//! Priority-ordered value normalizers.
//!
//! A [`NormalizerChain`] holds an ordered list of [`Normalize`] handlers. When a
//! value needs to become a given [`ValueKind`], handlers are tried from the
//! highest priority down; the first one that returns `Some` wins. If none
//! applies, the value passes through unchanged and conversion decides.

use crate::value::Value;
use chrono::{DateTime, Utc};
use uuid::Uuid;

/// The shape of a [`Value`], or of the value a field expects.
#[derive(Debug, Clone, Copy, PartialEq, Eq, Hash)]
pub enum ValueKind {
    /// Accept whatever the column holds.
    Any,
    Null,
    Bool,
    Int,
    Float,
    Text,
    Bytes,
    Json,
    Uuid,
    Timestamp,
}

/// A single normalization strategy.
pub trait Normalize: Send + Sync {
    /// Higher priorities are tried first.
    fn priority(&self) -> i32 {
        0
    }

    /// Convert `value` into `target`, or return `None` if this handler does
    /// not apply.
    fn normalize(&self, value: &Value, target: ValueKind) -> Option<Value>;
}

/// Ordered collection of normalizers.
#[derive(Default)]
pub struct NormalizerChain {
    normalizers: Vec<Box<dyn Normalize>>,
}

impl NormalizerChain {
    /// Create an empty chain (every value passes through unchanged).
    pub fn new() -> Self {
        Self::default()
    }

    /// Create a chain with all built-in normalizers installed.
    pub fn standard() -> Self {
        Self::new()
            .with(IntToFloat)
            .with(IntToBool)
            .with(BytesToText)
            .with(TextToUuid)
            .with(TextToTimestamp)
    }

    /// Add a normalizer, keeping the list sorted by descending priority.
    ///
    /// Handlers with equal priority keep their registration order.
    pub fn with(mut self, normalizer: impl Normalize + 'static) -> Self {
        self.push(Box::new(normalizer));
        self
    }

    /// Add a boxed normalizer in place.
    pub fn push(&mut self, normalizer: Box<dyn Normalize>) -> &mut Self {
        let priority = normalizer.priority();
        let at = self
            .normalizers
            .iter()
            .position(|n| n.priority() < priority)
            .unwrap_or(self.normalizers.len());
        self.normalizers.insert(at, normalizer);
        self
    }

    pub fn len(&self) -> usize {
        self.normalizers.len()
    }

    pub fn is_empty(&self) -> bool {
        self.normalizers.is_empty()
    }

    /// Normalize `value` towards `target`.
    pub fn normalize(&self, value: Value, target: ValueKind) -> Value {
        if target == ValueKind::Any || value.is_null() || value.kind() == target {
            return value;
        }
        self.normalizers
            .iter()
            .find_map(|n| n.normalize(&value, target))
            .unwrap_or(value)
    }
}

impl std::fmt::Debug for NormalizerChain {
    fn fmt(&self, f: &mut std::fmt::Formatter<'_>) -> std::fmt::Result {
        f.debug_struct("NormalizerChain")
            .field("len", &self.normalizers.len())
            .finish()
    }
}

/// Widen integers to floats.
#[derive(Debug, Clone, Copy, Default)]
pub struct IntToFloat;

impl Normalize for IntToFloat {
    fn normalize(&self, value: &Value, target: ValueKind) -> Option<Value> {
        match (value, target) {
            (Value::Int(v), ValueKind::Float) => Some(Value::Float(*v as f64)),
            _ => None,
        }
    }
}

/// Read `0`/`1` integers as booleans.
#[derive(Debug, Clone, Copy, Default)]
pub struct IntToBool;

impl Normalize for IntToBool {
    fn normalize(&self, value: &Value, target: ValueKind) -> Option<Value> {
        match (value, target) {
            (Value::Int(0), ValueKind::Bool) => Some(Value::Bool(false)),
            (Value::Int(1), ValueKind::Bool) => Some(Value::Bool(true)),
            _ => None,
        }
    }
}

/// Read UTF-8 byte payloads (large text objects) as text.
#[derive(Debug, Clone, Copy, Default)]
pub struct BytesToText;

impl Normalize for BytesToText {
    fn normalize(&self, value: &Value, target: ValueKind) -> Option<Value> {
        match (value, target) {
            (Value::Bytes(bytes), ValueKind::Text) => {
                String::from_utf8(bytes.clone()).ok().map(Value::Text)
            }
            _ => None,
        }
    }
}

/// Parse textual UUIDs.
#[derive(Debug, Clone, Copy, Default)]
pub struct TextToUuid;

impl Normalize for TextToUuid {
    fn normalize(&self, value: &Value, target: ValueKind) -> Option<Value> {
        match (value, target) {
            (Value::Text(s), ValueKind::Uuid) => Uuid::parse_str(s.trim()).ok().map(Value::Uuid),
            _ => None,
        }
    }
}

/// Parse RFC 3339 timestamps.
#[derive(Debug, Clone, Copy, Default)]
pub struct TextToTimestamp;

impl Normalize for TextToTimestamp {
    fn normalize(&self, value: &Value, target: ValueKind) -> Option<Value> {
        match (value, target) {
            (Value::Text(s), ValueKind::Timestamp) => DateTime::parse_from_rfc3339(s.trim())
                .ok()
                .map(|t| Value::Timestamp(t.with_timezone(&Utc))),
            _ => None,
        }
    }
}
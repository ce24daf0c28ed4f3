//! Opaque parameter values.
//!
//! Builders never inspect a [`Value`]; they only record it in call order so the
//! connectivity layer can bind it by position. [`Value`] implements
//! [`ToSql`] for that purpose and [`FromValue`] converts values back into Rust
//! types when mapping rows.

use crate::error::{SqlError, SqlResult};
use crate::normalize::ValueKind;
use bytes::BytesMut;
use chrono::{DateTime, Utc};
use serde::{Deserialize, Serialize};
use std::error::Error;
use tokio_postgres::types::{IsNull, ToSql, Type, to_sql_checked};
use uuid::Uuid;

/// A bound parameter or column value.
#[derive(Debug, Clone, PartialEq, Default, Serialize, Deserialize)]
#[serde(tag = "type", content = "value", rename_all = "snake_case")]
pub enum Value {
    #[default]
    Null,
    Bool(bool),
    Int(i64),
    Float(f64),
    Text(String),
    Bytes(Vec<u8>),
    Json(serde_json::Value),
    Uuid(Uuid),
    Timestamp(DateTime<Utc>),
}

impl Value {
    /// The kind of this value, used by normalizers to pick a conversion.
    pub fn kind(&self) -> ValueKind {
        match self {
            Value::Null => ValueKind::Null,
            Value::Bool(_) => ValueKind::Bool,
            Value::Int(_) => ValueKind::Int,
            Value::Float(_) => ValueKind::Float,
            Value::Text(_) => ValueKind::Text,
            Value::Bytes(_) => ValueKind::Bytes,
            Value::Json(_) => ValueKind::Json,
            Value::Uuid(_) => ValueKind::Uuid,
            Value::Timestamp(_) => ValueKind::Timestamp,
        }
    }

    pub fn is_null(&self) -> bool {
        matches!(self, Value::Null)
    }
}

/// Build a `Vec<Value>` from heterogeneous expressions.
///
/// ```ignore
/// let params = sqlcraft::params![1, "alice", true];
/// ```
#[macro_export]
macro_rules! params {
    () => {
        ::std::vec::Vec::<$crate::Value>::new()
    };
    ($($value:expr),+ $(,)?) => {
        ::std::vec![$($crate::Value::from($value)),+]
    };
}

macro_rules! impl_from_value {
    ($($ty:ty => $variant:ident $(as $cast:ty)?),* $(,)?) => {
        $(
            impl From<$ty> for Value {
                fn from(v: $ty) -> Self {
                    Value::$variant(v $(as $cast)?)
                }
            }
        )*
    };
}

impl_from_value! {
    bool => Bool,
    i8 => Int as i64,
    i16 => Int as i64,
    i32 => Int as i64,
    i64 => Int,
    u8 => Int as i64,
    u16 => Int as i64,
    u32 => Int as i64,
    f32 => Float as f64,
    f64 => Float,
    String => Text,
    Vec<u8> => Bytes,
    serde_json::Value => Json,
    Uuid => Uuid,
    DateTime<Utc> => Timestamp,
}

impl From<&str> for Value {
    fn from(v: &str) -> Self {
        Value::Text(v.to_string())
    }
}

impl From<&String> for Value {
    fn from(v: &String) -> Self {
        Value::Text(v.clone())
    }
}

impl From<&[u8]> for Value {
    fn from(v: &[u8]) -> Self {
        Value::Bytes(v.to_vec())
    }
}

impl<T: Into<Value>> From<Option<T>> for Value {
    fn from(v: Option<T>) -> Self {
        v.map_or(Value::Null, Into::into)
    }
}

impl ToSql for Value {
    fn to_sql(&self, ty: &Type, out: &mut BytesMut) -> Result<IsNull, Box<dyn Error + Sync + Send>> {
        match self {
            Value::Null => Ok(IsNull::Yes),
            Value::Bool(v) => v.to_sql_checked(ty, out),
            Value::Int(v) => {
                if *ty == Type::INT2 {
                    i16::try_from(*v)?.to_sql_checked(ty, out)
                } else if *ty == Type::INT4 {
                    i32::try_from(*v)?.to_sql_checked(ty, out)
                } else {
                    v.to_sql_checked(ty, out)
                }
            }
            Value::Float(v) => {
                if *ty == Type::FLOAT4 {
                    (*v as f32).to_sql_checked(ty, out)
                } else {
                    v.to_sql_checked(ty, out)
                }
            }
            Value::Text(v) => v.to_sql_checked(ty, out),
            Value::Bytes(v) => v.to_sql_checked(ty, out),
            Value::Json(v) => v.to_sql_checked(ty, out),
            Value::Uuid(v) => v.to_sql_checked(ty, out),
            Value::Timestamp(v) => v.to_sql_checked(ty, out),
        }
    }

    /// Any column type; each variant checks the actual type when binding.
    fn accepts(_ty: &Type) -> bool {
        true
    }

    to_sql_checked!();
}

/// Conversion from a [`Value`] into a Rust type.
///
/// `KIND` is the value kind the type expects; row mapping normalizes column
/// values to it before converting.
pub trait FromValue: Sized {
    const KIND: ValueKind;

    fn from_value(value: Value) -> SqlResult<Self>;
}

fn mismatch<T>(expected: ValueKind, value: &Value) -> SqlResult<T> {
    Err(SqlError::conversion(
        format!("{expected:?}"),
        format!("{:?}", value.kind()),
    ))
}

macro_rules! impl_from_value_trait {
    ($($ty:ty => $kind:ident, $variant:ident);* $(;)?) => {
        $(
            impl FromValue for $ty {
                const KIND: ValueKind = ValueKind::$kind;

                fn from_value(value: Value) -> SqlResult<Self> {
                    match value {
                        Value::$variant(v) => Ok(v),
                        other => mismatch(Self::KIND, &other),
                    }
                }
            }
        )*
    };
}

impl_from_value_trait! {
    bool => Bool, Bool;
    i64 => Int, Int;
    f64 => Float, Float;
    String => Text, Text;
    Vec<u8> => Bytes, Bytes;
    serde_json::Value => Json, Json;
    Uuid => Uuid, Uuid;
    DateTime<Utc> => Timestamp, Timestamp;
}

impl FromValue for i32 {
    const KIND: ValueKind = ValueKind::Int;

    fn from_value(value: Value) -> SqlResult<Self> {
        let v = i64::from_value(value)?;
        i32::try_from(v).map_err(|_| SqlError::conversion("i32", format!("out of range integer {v}")))
    }
}

impl<T: FromValue> FromValue for Option<T> {
    const KIND: ValueKind = T::KIND;

    fn from_value(value: Value) -> SqlResult<Self> {
        match value {
            Value::Null => Ok(None),
            other => T::from_value(other).map(Some),
        }
    }
}

impl FromValue for Value {
    const KIND: ValueKind = ValueKind::Any;

    fn from_value(value: Value) -> SqlResult<Self> {
        Ok(value)
    }
}

#[cfg(test)]
mod tests {
    use super::*;

    #[test]
    fn params_macro_converts_each_expression() {
        let params = crate::params![1, "a", true, None::<i32>];
        assert_eq!(
            params,
            vec![
                Value::Int(1),
                Value::Text("a".to_string()),
                Value::Bool(true),
                Value::Null,
            ]
        );
        assert!(crate::params![].is_empty());
    }

    #[test]
    fn from_value_rejects_mismatched_kind() {
        let err = i64::from_value(Value::from("x")).unwrap_err();
        assert!(matches!(err, SqlError::Conversion { .. }));
        assert_eq!(Option::<i64>::from_value(Value::Null).unwrap(), None);
        assert_eq!(i32::from_value(Value::Int(7)).unwrap(), 7);
        assert!(i32::from_value(Value::Int(i64::MAX)).is_err());
    }

    #[test]
    fn binding_rejects_mismatched_column_types() {
        let mut buf = BytesMut::new();
        assert!(Value::Int(10).to_sql_checked(&Type::FLOAT8, &mut buf).is_err());
        assert!(Value::from("abcdefgh").to_sql_checked(&Type::INT8, &mut buf).is_err());
        assert!(Value::Bool(true).to_sql_checked(&Type::TEXT, &mut buf).is_err());
        assert!(buf.is_empty());
    }

    #[test]
    fn binding_narrows_to_column_width() {
        let mut buf = BytesMut::new();
        Value::Int(10).to_sql_checked(&Type::INT4, &mut buf).unwrap();
        assert_eq!(&buf[..], &[0, 0, 0, 10]);

        buf.clear();
        Value::Float(1.5).to_sql_checked(&Type::FLOAT4, &mut buf).unwrap();
        assert_eq!(buf.len(), 4);

        assert!(Value::Int(i64::MAX).to_sql_checked(&Type::INT2, &mut buf).is_err());
        assert!(matches!(
            Value::Null.to_sql_checked(&Type::INT8, &mut buf),
            Ok(IsNull::Yes)
        ));
    }

    #[test]
    fn serializes_with_type_tag() {
        let json = serde_json::to_value(Value::Int(5)).unwrap();
        assert_eq!(json, serde_json::json!({"type": "int", "value": 5}));
        let null = serde_json::to_value(Value::Null).unwrap();
        assert_eq!(null, serde_json::json!({"type": "null"}));
    }
}
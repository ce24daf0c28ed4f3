use super::concat::{Concat, ParamConcat, join_clauses};
use super::traits::{SqlBuilder, substitute};
use super::where_builder::{NO_PARAMS, Where};
use crate::error::{SqlError, SqlResult};
use crate::parser::{Clause, SqlParser};
use crate::value::Value;
use std::str::FromStr;

const AND: &str = " AND ";
const OR: &str = " OR ";

/// Structured SELECT builder.
///
/// Clauses render in the order SELECT, FROM, JOIN, WHERE, GROUP BY, HAVING,
/// ORDER BY, OFFSET, LIMIT; empty clauses vanish. When SELECT, FROM and JOIN
/// are all empty the `WHERE` keyword is dropped too, so the builder renders as
/// a bare condition that can be reused as a fragment.
#[derive(Debug, Clone, PartialEq)]
pub struct Select {
    /// DISTINCT / ALL (write-once)
    quantifier: Concat,
    /// SELECT columns
    select: Concat,
    /// FROM sources
    from: ParamConcat,
    /// JOIN clauses, each carrying its own keyword
    join: ParamConcat,
    /// WHERE conditions
    where_clause: Where,
    /// GROUP BY expressions
    group_by: Concat,
    /// HAVING conditions
    having: Where,
    /// ORDER BY expressions
    order_by: Concat,
    /// OFFSET (write-once)
    offset: Concat,
    /// LIMIT (write-once)
    limit: Concat,
}

impl Default for Select {
    fn default() -> Self {
        Self::new()
    }
}

impl Select {
    /// Create an empty SELECT builder.
    pub fn new() -> Self {
        Self {
            quantifier: Concat::clause("", None),
            select: Concat::clause("SELECT ", Some(", ")),
            from: ParamConcat::new(Concat::clause("FROM ", Some(", "))),
            join: ParamConcat::new(Concat::clause("", Some(" "))),
            where_clause: Where::clause("WHERE "),
            group_by: Concat::clause("GROUP BY ", Some(", ")),
            having: Where::clause("HAVING "),
            order_by: Concat::clause("ORDER BY ", Some(", ")),
            offset: Concat::clause("OFFSET ", None),
            limit: Concat::clause("LIMIT ", None),
        }
    }

    /// Parse SQL text into a builder; see [`SqlParser`].
    pub fn parse(sql: &str) -> SqlResult<Self> {
        SqlParser::new(sql).to_select()
    }

    // ==================== SELECT columns ====================

    /// Append one SELECT expression.
    pub fn select(mut self, col: &str) -> Self {
        self.select.append(col);
        self
    }

    /// Append several SELECT expressions.
    pub fn select_cols(mut self, cols: &[&str]) -> Self {
        self.select.add(cols);
        self
    }

    /// `SELECT DISTINCT`. May be set once.
    pub fn distinct(mut self) -> Self {
        self.quantifier.append("DISTINCT");
        self
    }

    /// `SELECT ALL`. May be set once.
    pub fn all(mut self) -> Self {
        self.quantifier.append("ALL");
        self
    }

    // ==================== FROM ====================

    /// Append a FROM source.
    pub fn from(mut self, table: &str) -> Self {
        self.from.append(table);
        self
    }

    /// Append a nested query as a FROM source: `template` has one `?` slot,
    /// e.g. `"? AS t"`.
    pub fn from_sub<Q: SqlBuilder + ?Sized>(mut self, template: &str, query: &Q) -> Self {
        match substitute(template, query) {
            Ok((sql, params)) => {
                self.from.append(&sql).bind_all(params);
            }
            Err(err) => self.from.concat_mut().fail(err),
        }
        self
    }

    // ==================== JOIN ====================

    /// Add `JOIN expr`.
    pub fn join(self, expr: &str) -> Self {
        self.join_kind("JOIN", expr, NO_PARAMS)
    }

    /// Add `JOIN expr`, binding `params` for its placeholders.
    pub fn join_with<I, V>(self, expr: &str, params: I) -> Self
    where
        I: IntoIterator<Item = V>,
        V: Into<Value>,
    {
        self.join_kind("JOIN", expr, params)
    }

    /// Add `INNER JOIN expr`.
    pub fn inner_join(self, expr: &str) -> Self {
        self.join_kind("INNER JOIN", expr, NO_PARAMS)
    }

    /// Add `LEFT JOIN expr`.
    pub fn left_join(self, expr: &str) -> Self {
        self.join_kind("LEFT JOIN", expr, NO_PARAMS)
    }

    /// Add `RIGHT JOIN expr`.
    pub fn right_join(self, expr: &str) -> Self {
        self.join_kind("RIGHT JOIN", expr, NO_PARAMS)
    }

    /// Add `JOIN template` with its single `?` slot replaced by a nested
    /// query, e.g. `join_sub("? AS o ON o.user_id = u.id", &orders)`.
    pub fn join_sub<Q: SqlBuilder + ?Sized>(mut self, template: &str, query: &Q) -> Self {
        match substitute(template, query) {
            Ok((sql, params)) => {
                self.join.append(&format!("JOIN {sql}")).bind_all(params);
            }
            Err(err) => self.join.concat_mut().fail(err),
        }
        self
    }

    fn join_kind<I, V>(mut self, kind: &str, expr: &str, params: I) -> Self
    where
        I: IntoIterator<Item = V>,
        V: Into<Value>,
    {
        if !expr.is_empty() {
            self.join.append(&format!("{kind} {expr}"));
        }
        self.join.bind_all(params);
        self
    }

    // ==================== WHERE ====================

    /// Add a WHERE condition joined with `AND`.
    pub fn where_(self, expr: &str) -> Self {
        self.and_where(expr)
    }

    /// Add a WHERE condition joined with `AND`, binding `params`.
    pub fn where_with<I, V>(self, expr: &str, params: I) -> Self
    where
        I: IntoIterator<Item = V>,
        V: Into<Value>,
    {
        self.and_where_with(expr, params)
    }

    pub fn and_where(mut self, expr: &str) -> Self {
        self.where_clause.push(AND, expr, NO_PARAMS);
        self
    }

    pub fn and_where_with<I, V>(mut self, expr: &str, params: I) -> Self
    where
        I: IntoIterator<Item = V>,
        V: Into<Value>,
    {
        self.where_clause.push(AND, expr, params);
        self
    }

    pub fn or_where(mut self, expr: &str) -> Self {
        self.where_clause.push(OR, expr, NO_PARAMS);
        self
    }

    pub fn or_where_with<I, V>(mut self, expr: &str, params: I) -> Self
    where
        I: IntoIterator<Item = V>,
        V: Into<Value>,
    {
        self.where_clause.push(OR, expr, params);
        self
    }

    /// Add `AND (nested)` to WHERE.
    pub fn where_group(mut self, nested: &Where) -> Self {
        self.where_clause.push_group(AND, nested);
        self
    }

    /// Add `OR (nested)` to WHERE.
    pub fn or_where_group(mut self, nested: &Where) -> Self {
        self.where_clause.push_group(OR, nested);
        self
    }

    /// Add a WHERE condition whose single `?` slot is a nested query,
    /// e.g. `where_sub("id IN ?", &ids)`.
    pub fn where_sub<Q: SqlBuilder + ?Sized>(mut self, template: &str, query: &Q) -> Self {
        self.where_clause.push_sub(AND, template, query);
        self
    }

    // ==================== GROUP BY / HAVING ====================

    pub fn group_by(mut self, expr: &str) -> Self {
        self.group_by.append(expr);
        self
    }

    /// Add a HAVING condition joined with `AND`.
    pub fn having(mut self, expr: &str) -> Self {
        self.having.push(AND, expr, NO_PARAMS);
        self
    }

    pub fn having_with<I, V>(mut self, expr: &str, params: I) -> Self
    where
        I: IntoIterator<Item = V>,
        V: Into<Value>,
    {
        self.having.push(AND, expr, params);
        self
    }

    pub fn or_having(mut self, expr: &str) -> Self {
        self.having.push(OR, expr, NO_PARAMS);
        self
    }

    pub fn or_having_with<I, V>(mut self, expr: &str, params: I) -> Self
    where
        I: IntoIterator<Item = V>,
        V: Into<Value>,
    {
        self.having.push(OR, expr, params);
        self
    }

    // ==================== Ordering & pagination ====================

    pub fn order_by(mut self, expr: &str) -> Self {
        self.order_by.append(expr);
        self
    }

    /// Set OFFSET. May be set once; see [`Select::without_offset`].
    pub fn offset(mut self, offset: u64) -> Self {
        self.offset.append(&offset.to_string());
        self
    }

    /// Set LIMIT. May be set once; see [`Select::without_limit`].
    pub fn limit(mut self, limit: u64) -> Self {
        self.limit.append(&limit.to_string());
        self
    }

    /// Clear OFFSET so it can be set again.
    pub fn without_offset(mut self) -> Self {
        self.offset.reset();
        self
    }

    /// Clear LIMIT so it can be set again.
    pub fn without_limit(mut self) -> Self {
        self.limit.reset();
        self
    }

    // ==================== Parser support ====================

    /// Install parsed clause text as the clause's existing body.
    pub(crate) fn hydrate(&mut self, clause: Clause, keyword: &str, body: &str) {
        let prefix = format!("{keyword} ");
        match clause {
            Clause::Select => self.select.hydrate(&prefix, body),
            Clause::From => {
                self.from.reset();
                self.from.concat_mut().hydrate(&prefix, body);
            }
            Clause::Join => {
                self.join.reset();
                self.join.concat_mut().hydrate("", &format!("{keyword} {body}"));
            }
            Clause::Where => self.where_clause.hydrate(&prefix, body),
            Clause::GroupBy => self.group_by.hydrate(&prefix, body),
            Clause::Having => self.having.hydrate(&prefix, body),
            Clause::OrderBy => self.order_by.hydrate(&prefix, body),
            Clause::Offset => self.offset.hydrate(&prefix, body),
            Clause::Limit => self.limit.hydrate(&prefix, body),
        }
    }

    // ==================== SQL build ====================

    fn build_select_clause(&self) -> SqlResult<String> {
        if self.quantifier.is_empty() {
            return self.select.to_sql();
        }
        let quantifier = self.quantifier.to_sql()?;
        let prefix = self.select.prefix().ok_or_else(|| {
            SqlError::builder("cannot render SELECT clause without a prefix")
        })?;
        self.select.render(Some(&format!("{prefix}{quantifier} ")))
    }
}

impl SqlBuilder for Select {
    fn build_sql(&self) -> SqlResult<String> {
        let select = self.build_select_clause()?;
        let from = self.from.to_sql()?;
        let join = self.join.to_sql()?;
        let where_clause = if select.is_empty() && from.is_empty() && join.is_empty() {
            self.where_clause.to_headless_sql()?
        } else {
            self.where_clause.build_sql()?
        };

        Ok(join_clauses([
            select,
            from,
            join,
            where_clause,
            self.group_by.to_sql()?,
            self.having.build_sql()?,
            self.order_by.to_sql()?,
            self.offset.to_sql()?,
            self.limit.to_sql()?,
        ]))
    }

    fn params(&self) -> Vec<Value> {
        let mut params = Vec::new();
        params.extend_from_slice(self.from.params());
        params.extend_from_slice(self.join.params());
        params.extend_from_slice(self.where_clause.param_values());
        params.extend_from_slice(self.having.param_values());
        params
    }
}

impl FromStr for Select {
    type Err = SqlError;

    fn from_str(sql: &str) -> SqlResult<Self> {
        Self::parse(sql)
    }
}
---
**DIRECTIONS:**
Start at the first line of the material. Reproduce every line exactly, ending with the line that holds "a field expects.".

**WRITTEN REPLY:**
//! Priority-ordered value normalizers.
//!
//! A [`NormalizerChain`] holds an ordered list of [`Normalize`] handlers. When a
//! value needs to become a given [`ValueKind`], handlers are tried from the
//! highest priority down; the first one that returns `Some` wins. If none
//! applies, the value passes through unchanged and conversion decides.

use crate::value::Value;
use chrono::{DateTime, Utc};
use uuid::Uuid;

/// The shape of a [`Value`], or of the value a field expects.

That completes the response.